How did the band come together, and what was the concept when it first started?

Falls of Rauros began in late 2005 when the bands that Ray and I were previously in dissolved. We were still in high school at the time. The two of us wanted a creative outlet and decided to start recording raw demos, thrown together quickly with little thought or strict adherence to traditional song composition. It was a mixture of improvised, off-the-cuff decision making, and loosely composed ideas. Generally, each song would come together extremely fluidly, often within one afternoon. There were no plans to play shows or take it any further, but eventually we sought out the help of some close friends and became a proper “band” by the time we recorded our first full-length record, Hail Wind and Hewn Oak. Stylistically, the concept behind the early demos was to combine raw black metal in the vein of Judas Iscariot, Ildjarn, etc. with neofolk and experimental and psychedelic folk/rock. The result was something incredibly raw but much less aggressive or “evil” than anything released by the aforementioned artists. We were simply trying to exercise our creativity and get some wild and disparate ideas down on tape. We’ve since refined our sound greatly, but the building blocks remain intact since day one.

 

What is your own history?  Was this the first metal band for its members?

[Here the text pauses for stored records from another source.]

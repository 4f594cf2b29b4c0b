//! Integer decompressor: reconstructs a signed residual ("corrector")
//! from a magnitude-class symbol plus raw overflow bits, then adds it to
//! a caller-supplied prediction.

use crate::decoder::RangeDecoder;
use crate::models::{BitModel, SymbolModel};
use std::io::Read;

const DEFAULT_BITS_HIGH: u32 = 8;

/// Decodes values produced by LASzip's per-field integer compressor.
///
/// Construct with [`IntegerDecompressor::new`], call [`Self::init`] once
/// per chunk boundary, then [`Self::decompress`] once per value.
#[derive(Clone, Debug)]
pub struct IntegerDecompressor {
    k: u32,
    contexts: u32,
    bits_high: u32,
    corr_bits: u32,
    corr_range: u32,
    corr_min: i32,
    k_selectors: Vec<SymbolModel>,
    corrector0: BitModel,
    correctors: Vec<SymbolModel>,
}

impl IntegerDecompressor {
    /// `bits` is the natural bit width of the value (1..32); `contexts`
    /// is the number of independent k-selector models to keep, one per
    /// prediction context. `range`, when non-zero, overrides `bits` with
    /// an explicit wrap modulus (used by, e.g., the chunk table).
    pub fn new(bits: u32, contexts: u32) -> Self {
        Self::with_bits_high(bits, contexts, DEFAULT_BITS_HIGH, 0)
    }

    pub fn with_range(bits: u32, contexts: u32, range: u32) -> Self {
        Self::with_bits_high(bits, contexts, DEFAULT_BITS_HIGH, range)
    }

    pub fn with_bits_high(bits: u32, contexts: u32, bits_high: u32, mut range: u32) -> Self {
        let (corr_bits, corr_range, corr_min) = if range != 0 {
            let mut corr_bits = 0u32;
            let corr_range = range;
            while range != 0 {
                range >>= 1;
                corr_bits += 1;
            }
            let corr_bits = if corr_range == 1u32 << (corr_bits - 1) {
                corr_bits - 1
            } else {
                corr_bits
            };
            (corr_bits, corr_range, -((corr_range / 2) as i32))
        } else if bits != 0 && bits < 32 {
            let corr_range = 1u32 << bits;
            (bits, corr_range, -((corr_range / 2) as i32))
        } else {
            (32, 0, i32::MIN)
        };

        Self {
            k: 0,
            contexts,
            bits_high,
            corr_bits,
            corr_range,
            corr_min,
            k_selectors: Vec::new(),
            corrector0: BitModel::new(),
            correctors: Vec::new(),
        }
    }

    /// The magnitude class selected by the most recent [`Self::decompress`]
    /// call; used by callers (POINT10's y/z decode) to derive a downstream
    /// context.
    pub fn k(&self) -> u32 {
        self.k
    }

    /// Lazily allocate model state and reset it; called once at
    /// construction time and again at every chunk boundary.
    pub fn init(&mut self) {
        if self.k_selectors.is_empty() {
            self.k_selectors = (0..self.contexts)
                .map(|_| SymbolModel::new(self.corr_bits + 1, true))
                .collect();
            self.correctors = (1..=self.corr_bits)
                .map(|i| {
                    let alphabet = if i <= self.bits_high {
                        1 << i
                    } else {
                        1 << self.bits_high
                    };
                    SymbolModel::new(alphabet, true)
                })
                .collect();
        } else {
            for m in self.k_selectors.iter_mut() {
                m.init(None);
            }
            self.corrector0.init();
            for m in self.correctors.iter_mut() {
                m.init(None);
            }
        }
    }

    pub fn decompress<R: Read>(
        &mut self,
        dec: &mut RangeDecoder<R>,
        pred: i32,
        context: u32,
    ) -> std::io::Result<i32> {
        self.k = dec.decode_symbol(&mut self.k_selectors[context as usize])?;

        let corr: i32 = if self.k == 0 {
            dec.decode_bit(&mut self.corrector0)? as i32
        } else if self.k < 32 {
            let mut c = if self.k <= self.bits_high {
                dec.decode_symbol(&mut self.correctors[(self.k - 1) as usize])? as i32
            } else {
                let k1 = self.k - self.bits_high;
                let high = dec.decode_symbol(&mut self.correctors[(self.k - 1) as usize])? as i32;
                let low = dec.read_bits(k1)? as i32;
                (high << k1) | low
            };
            if c >= (1i32 << (self.k - 1)) {
                c += 1;
            } else {
                c -= (1i32 << self.k) - 1;
            }
            c
        } else {
            self.corr_min
        };

        let mut real = pred.wrapping_add(corr);
        if self.corr_range != 0 {
            if real < 0 {
                real += self.corr_range as i32;
            } else if real >= self.corr_range as i32 {
                real -= self.corr_range as i32;
            }
        }
        Ok(real)
    }
}

#[cfg(test)]
mod tests {
    use super::*;
    use std::io::Cursor;

    // Same 256-byte reference string as decoder.rs's golden-vector tests;
    // every expected output here was produced by decoding this exact
    // string.
    const B: [u8; 256] = [
        0xad, 0x5d, 0x0d, 0xf3, 0x2d, 0x76, 0x2a, 0x56, 0xa9, 0xd3, 0xf9, 0xbb, 0x7f, 0x9a, 0x06,
        0xc9, 0x5e, 0x68, 0x57, 0x76, 0xe7, 0xe7, 0x0d, 0x58, 0x45, 0xf0, 0x77, 0x88, 0x2b, 0xe0,
        0x47, 0x12, 0xe0, 0x06, 0x3f, 0x63, 0xc8, 0xd7, 0x65, 0xa1, 0xe0, 0x09, 0x86, 0x08, 0x9a,
        0x11, 0x88, 0xd4, 0x55, 0xbf, 0x62, 0x3f, 0x64, 0x60, 0x48, 0xdc, 0x67, 0x71, 0x15, 0xab,
        0x09, 0x78, 0xe7, 0x8b, 0x50, 0x5c, 0xf0, 0x99, 0xa9, 0xf1, 0xf2, 0x47, 0x2d, 0x40, 0x37,
        0x79, 0xf9, 0x4a, 0x94, 0x29, 0x17, 0xe6, 0xa2, 0x3e, 0x17, 0x8d, 0xdf, 0x14, 0xf3, 0xc9,
        0x85, 0x51, 0xc5, 0x3f, 0x42, 0x54, 0x42, 0xfd, 0x9d, 0xa8, 0x3e, 0xf8, 0x30, 0x8a, 0x19,
        0x01, 0x28, 0xc2, 0x4e, 0xe0, 0x60, 0xbc, 0x24, 0x9b, 0x91, 0xe0, 0xed, 0xe3, 0x19, 0x4b,
        0xdb, 0xba, 0x01, 0x11, 0x9a, 0xf2, 0x89, 0x01, 0xb1, 0xb5, 0xb2, 0x25, 0xe7, 0x3d, 0x2e,
        0x75, 0x61, 0xbb, 0x92, 0x28, 0x2d, 0xb4, 0xde, 0x3d, 0x2a, 0x23, 0xec, 0x15, 0x48, 0x73,
        0x3a, 0x80, 0xa7, 0x0b, 0xba, 0xe6, 0xbc, 0x44, 0x21, 0x27, 0x1c, 0x08, 0x09, 0x1d, 0x62,
        0xfe, 0x54, 0xa5, 0x5f, 0x15, 0x4f, 0x65, 0x4c, 0x81, 0x2c, 0x5a, 0xf2, 0x5c, 0x7c, 0x86,
        0x69, 0x5b, 0xc0, 0x1f, 0x51, 0x9e, 0x3b, 0x32, 0x5d, 0xef, 0x92, 0xbb, 0x16, 0xfd, 0xcb,
        0x88, 0x9f, 0x13, 0x4a, 0x65, 0xe8, 0x2d, 0x40, 0x8a, 0xbd, 0xc7, 0x29, 0x76, 0xb3, 0x4b,
        0xcc, 0x9e, 0xa4, 0xaf, 0xc8, 0xb5, 0x05, 0x1c, 0x21, 0x97, 0x69, 0xe4, 0x8c, 0x89, 0x6e,
        0xb5, 0x9c, 0xb0, 0xbc, 0x00, 0x85, 0x0d, 0x65, 0xed, 0x30, 0x8b, 0xe0, 0xe4, 0x0c, 0x1c,
        0x3b, 0x20, 0xbf, 0x2a, 0x89, 0xec, 0xa9, 0x80, 0xc2, 0x6e, 0xc0, 0x52, 0x28, 0x8d, 0x7c,
        0x1a,
    ];

    fn golden_decoder() -> RangeDecoder<Cursor<&'static [u8]>> {
        RangeDecoder::new(Cursor::new(&B[..]))
    }

    #[test]
    fn decompress_matches_golden_sequence() {
        let mut dec = golden_decoder();
        dec.start().unwrap();
        let mut ic = IntegerDecompressor::new(16, 1);
        ic.init();
        let expected = [
            (1051, 11),
            (998, 6),
            (997, 1),
            (865, 8),
            (64006, 12),
            (64001, 3),
            (64027, 5),
        ];
        let mut pred = 0i32;
        for &(want_value, want_k) in &expected {
            pred = ic.decompress(&mut dec, pred, 0).unwrap();
            assert_eq!(pred, want_value);
            assert_eq!(ic.k(), want_k);
        }
    }

    #[test]
    fn corr_range_zero_means_no_wrap() {
        let mut dec = golden_decoder();
        dec.start().unwrap();
        let mut ic = IntegerDecompressor::new(32, 1);
        ic.init();
        // Should not panic even when the corrector pushes the value
        // outside i32's nominal "small" range; with corr_range == 0 the
        // result is simply the wrapping sum.
        let _ = ic.decompress(&mut dec, i32::MAX - 10, 0).unwrap();
    }
}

There is no history worth digging up before this group, as we were still in high school when we formed. We were in bands before Falls of Rauros, but absolutely nothing notable. Everybody has high school bands; it’s how you figure out how to work as a collective, write songs, perform, record, etc. Ray was in a metal band before Falls of Rauros, and the other three of us were in a metal-influenced post-hardcore/rock type of band. These are nothing worth hearing but the experience we gained was invaluable.

 

Your music really straddles lines of genre.  How do you think of it?  Still black metal, or something else entirely?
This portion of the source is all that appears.